AVAILABLE RECORDS ::

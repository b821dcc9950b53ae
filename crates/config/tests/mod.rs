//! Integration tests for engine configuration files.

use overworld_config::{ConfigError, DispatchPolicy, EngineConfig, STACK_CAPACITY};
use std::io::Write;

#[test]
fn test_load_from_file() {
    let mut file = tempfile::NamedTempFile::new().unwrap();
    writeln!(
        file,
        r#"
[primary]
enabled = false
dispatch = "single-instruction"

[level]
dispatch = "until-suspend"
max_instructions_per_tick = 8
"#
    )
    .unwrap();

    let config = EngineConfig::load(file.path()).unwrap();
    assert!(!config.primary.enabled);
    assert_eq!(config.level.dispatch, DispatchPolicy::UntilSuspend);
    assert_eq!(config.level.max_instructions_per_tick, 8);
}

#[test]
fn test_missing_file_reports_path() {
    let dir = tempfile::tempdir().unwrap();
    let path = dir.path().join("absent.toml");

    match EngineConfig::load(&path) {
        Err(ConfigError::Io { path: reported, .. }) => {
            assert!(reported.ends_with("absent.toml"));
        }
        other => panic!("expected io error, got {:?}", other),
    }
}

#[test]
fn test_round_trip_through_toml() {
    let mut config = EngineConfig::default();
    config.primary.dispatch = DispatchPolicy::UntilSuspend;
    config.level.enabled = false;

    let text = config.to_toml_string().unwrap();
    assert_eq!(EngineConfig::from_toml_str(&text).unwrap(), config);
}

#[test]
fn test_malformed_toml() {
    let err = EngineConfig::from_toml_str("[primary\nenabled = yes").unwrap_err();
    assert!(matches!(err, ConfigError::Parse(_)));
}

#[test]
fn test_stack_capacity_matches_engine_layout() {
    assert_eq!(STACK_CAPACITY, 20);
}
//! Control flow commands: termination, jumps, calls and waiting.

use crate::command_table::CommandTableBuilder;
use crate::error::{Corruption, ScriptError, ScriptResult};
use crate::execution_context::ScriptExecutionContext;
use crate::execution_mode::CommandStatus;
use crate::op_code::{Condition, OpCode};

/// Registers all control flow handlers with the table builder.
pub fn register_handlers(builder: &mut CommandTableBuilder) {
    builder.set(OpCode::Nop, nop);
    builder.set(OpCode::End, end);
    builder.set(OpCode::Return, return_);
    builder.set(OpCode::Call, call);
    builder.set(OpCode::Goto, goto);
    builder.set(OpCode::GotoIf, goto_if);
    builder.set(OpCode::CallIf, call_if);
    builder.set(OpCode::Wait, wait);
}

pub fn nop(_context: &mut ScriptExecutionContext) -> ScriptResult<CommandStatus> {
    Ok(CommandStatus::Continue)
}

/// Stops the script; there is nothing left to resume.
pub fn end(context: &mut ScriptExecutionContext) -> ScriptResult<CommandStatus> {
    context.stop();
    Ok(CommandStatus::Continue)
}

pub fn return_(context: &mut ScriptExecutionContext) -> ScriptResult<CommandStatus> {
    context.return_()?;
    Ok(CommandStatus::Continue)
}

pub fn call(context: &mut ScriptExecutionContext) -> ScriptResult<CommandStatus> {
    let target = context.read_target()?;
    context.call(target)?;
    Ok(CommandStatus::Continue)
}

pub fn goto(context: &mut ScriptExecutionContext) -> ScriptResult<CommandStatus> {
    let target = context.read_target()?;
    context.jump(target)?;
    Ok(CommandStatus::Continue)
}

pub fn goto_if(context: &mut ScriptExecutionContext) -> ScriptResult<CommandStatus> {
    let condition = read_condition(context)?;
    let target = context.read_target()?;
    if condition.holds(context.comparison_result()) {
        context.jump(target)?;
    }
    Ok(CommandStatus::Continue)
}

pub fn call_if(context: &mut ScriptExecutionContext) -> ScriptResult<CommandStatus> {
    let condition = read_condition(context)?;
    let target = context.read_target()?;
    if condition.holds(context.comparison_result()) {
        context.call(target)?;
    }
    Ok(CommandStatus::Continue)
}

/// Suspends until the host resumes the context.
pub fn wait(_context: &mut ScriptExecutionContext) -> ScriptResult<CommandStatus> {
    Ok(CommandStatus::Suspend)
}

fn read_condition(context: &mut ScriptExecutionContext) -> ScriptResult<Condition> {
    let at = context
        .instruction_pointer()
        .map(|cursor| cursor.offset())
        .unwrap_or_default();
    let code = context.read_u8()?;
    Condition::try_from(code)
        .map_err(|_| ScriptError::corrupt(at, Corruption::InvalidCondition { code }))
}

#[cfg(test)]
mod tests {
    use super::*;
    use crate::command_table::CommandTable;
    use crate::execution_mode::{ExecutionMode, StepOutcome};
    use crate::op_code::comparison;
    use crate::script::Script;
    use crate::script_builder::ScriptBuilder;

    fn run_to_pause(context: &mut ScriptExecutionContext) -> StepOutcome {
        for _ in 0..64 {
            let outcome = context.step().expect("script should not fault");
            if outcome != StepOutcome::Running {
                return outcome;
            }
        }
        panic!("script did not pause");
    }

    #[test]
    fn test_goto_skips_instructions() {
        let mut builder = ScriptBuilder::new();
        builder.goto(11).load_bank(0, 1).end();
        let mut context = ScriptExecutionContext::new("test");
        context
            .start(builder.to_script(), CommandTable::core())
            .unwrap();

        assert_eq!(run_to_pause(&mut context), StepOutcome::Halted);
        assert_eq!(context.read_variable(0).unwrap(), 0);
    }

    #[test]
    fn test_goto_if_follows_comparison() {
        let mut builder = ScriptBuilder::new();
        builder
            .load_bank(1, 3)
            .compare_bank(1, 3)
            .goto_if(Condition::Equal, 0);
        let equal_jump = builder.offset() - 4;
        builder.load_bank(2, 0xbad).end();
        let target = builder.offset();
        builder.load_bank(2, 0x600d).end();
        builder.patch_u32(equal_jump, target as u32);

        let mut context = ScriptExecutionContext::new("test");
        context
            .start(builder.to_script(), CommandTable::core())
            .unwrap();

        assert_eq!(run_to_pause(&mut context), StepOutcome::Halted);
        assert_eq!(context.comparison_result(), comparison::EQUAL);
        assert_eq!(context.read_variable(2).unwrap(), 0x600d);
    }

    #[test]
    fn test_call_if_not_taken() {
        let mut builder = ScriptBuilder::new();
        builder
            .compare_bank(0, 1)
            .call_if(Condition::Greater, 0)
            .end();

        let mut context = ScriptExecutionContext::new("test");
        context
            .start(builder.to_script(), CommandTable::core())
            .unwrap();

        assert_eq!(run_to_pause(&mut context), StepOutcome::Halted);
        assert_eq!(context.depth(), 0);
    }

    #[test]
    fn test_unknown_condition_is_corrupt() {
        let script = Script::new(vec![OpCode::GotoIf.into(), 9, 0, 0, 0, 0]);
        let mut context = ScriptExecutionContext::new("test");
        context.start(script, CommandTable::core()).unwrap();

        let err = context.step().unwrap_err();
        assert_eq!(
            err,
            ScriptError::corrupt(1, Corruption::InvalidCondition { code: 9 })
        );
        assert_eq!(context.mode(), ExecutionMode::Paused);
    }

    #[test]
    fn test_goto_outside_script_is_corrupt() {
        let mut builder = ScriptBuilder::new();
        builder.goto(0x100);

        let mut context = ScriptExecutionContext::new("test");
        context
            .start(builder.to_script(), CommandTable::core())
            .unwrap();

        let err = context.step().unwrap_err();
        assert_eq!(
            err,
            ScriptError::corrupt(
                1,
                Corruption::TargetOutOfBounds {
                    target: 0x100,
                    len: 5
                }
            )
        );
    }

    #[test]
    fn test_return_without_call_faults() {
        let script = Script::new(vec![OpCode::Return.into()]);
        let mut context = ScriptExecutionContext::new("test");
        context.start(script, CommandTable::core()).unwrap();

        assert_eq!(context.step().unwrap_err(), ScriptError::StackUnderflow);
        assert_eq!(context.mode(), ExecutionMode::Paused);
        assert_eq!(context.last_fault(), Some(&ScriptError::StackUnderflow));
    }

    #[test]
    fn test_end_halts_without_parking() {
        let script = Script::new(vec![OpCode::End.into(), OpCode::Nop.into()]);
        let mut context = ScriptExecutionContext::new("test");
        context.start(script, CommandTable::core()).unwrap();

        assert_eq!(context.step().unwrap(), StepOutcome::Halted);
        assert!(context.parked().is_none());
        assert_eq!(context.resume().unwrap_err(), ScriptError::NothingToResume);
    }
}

TO DO ::
Throughout the records above, find the lines in which the word "tempfile" appears and return them.

TASK SOLUTION ::
    let mut file = tempfile::NamedTempFile::new().unwrap();
    let dir = tempfile::tempdir().unwrap();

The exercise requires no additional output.